//! Optional capability surface of a resolver.
//!
//! Backends declare multipart support through
//! [`Resolver::supports_multipart_upload`](crate::Resolver::supports_multipart_upload).
//! A backend without it rejects every [`MultipartOperation`] with
//! [`ResolverError::Unsupported`](crate::ResolverError::Unsupported), so a
//! caller checks the flag once instead of special-casing each call.

use std::fmt;

/// The operations that make up the multipart upload capability.
#[derive(Clone, Copy, Debug, PartialEq, Eq, Hash)]
pub enum MultipartOperation {
    InitiateUpload,
    UploadPart,
    ListParts,
    CompleteUpload,
    AbortUpload,
    UploadSessionExists,
}

impl MultipartOperation {
    /// Every multipart operation, in lifecycle order.
    pub const ALL: [MultipartOperation; 6] = [
        Self::InitiateUpload,
        Self::UploadPart,
        Self::ListParts,
        Self::CompleteUpload,
        Self::AbortUpload,
        Self::UploadSessionExists,
    ];

    /// The operation's method name on [`Resolver`](crate::Resolver).
    pub fn name(&self) -> &'static str {
        match self {
            Self::InitiateUpload => "initiate_upload",
            Self::UploadPart => "upload_part",
            Self::ListParts => "list_parts",
            Self::CompleteUpload => "complete_upload",
            Self::AbortUpload => "abort_upload",
            Self::UploadSessionExists => "upload_session_exists",
        }
    }
}

impl fmt::Display for MultipartOperation {
    fn fmt(&self, f: &mut fmt::Formatter<'_>) -> fmt::Result {
        f.write_str(self.name())
    }
}
//! Binary content resolution for binres.
//!
//! A *resolver* stores opaque binary payloads addressed by a
//! `(partition, identifier)` pair, where the identifier is a URI whose
//! scheme selects the backend. Resolvers never interpret payload bytes.
//!
//! # Backends
//!
//! All backends implement the [`Resolver`] trait:
//!
//! - [`InMemoryResolver`] -- `HashMap`-based store with multipart support,
//!   for tests and embedding
//! - `binres_fs::FileResolver` -- local filesystem, one directory per partition
//!
//! [`ResolverRegistry`] routes identifiers to backends by scheme.
//!
//! # Multipart Upload
//!
//! Multipart upload is an optional capability advertised by
//! [`Resolver::supports_multipart_upload`]. Backends without it reject every
//! multipart operation with [`ResolverError::Unsupported`]. Backends with it
//! can build on [`UploadSessions`], which owns the session state machine.
//!
//! # Design Rules
//!
//! 1. Absence is a value, never an error.
//! 2. Writes are atomic per identifier; a failed write keeps the old payload.
//! 3. All I/O errors are propagated, never folded into `false` or empty data.
//! 4. A capable backend never answers a multipart call with `Unsupported`.

pub mod capability;
pub mod error;
pub mod memory;
pub mod multipart;
pub mod registry;
pub mod traits;

// Re-export primary types at crate root for ergonomic imports.
pub use capability::MultipartOperation;
pub use error::{ResolverError, ResolverResult};
pub use memory::{InMemoryResolver, MEMORY_SCHEME};
pub use multipart::{digest, AssembledUpload, UploadSessions};
pub use registry::ResolverRegistry;
pub use traits::{CompletedUpload, ContentStream, PartDigest, Resolver};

*YOUR INSTRUCTIONS*
Among the lines above, find those holding the word "CompleteUpload" and state how many there are, number only.

*TASK RESULT*
3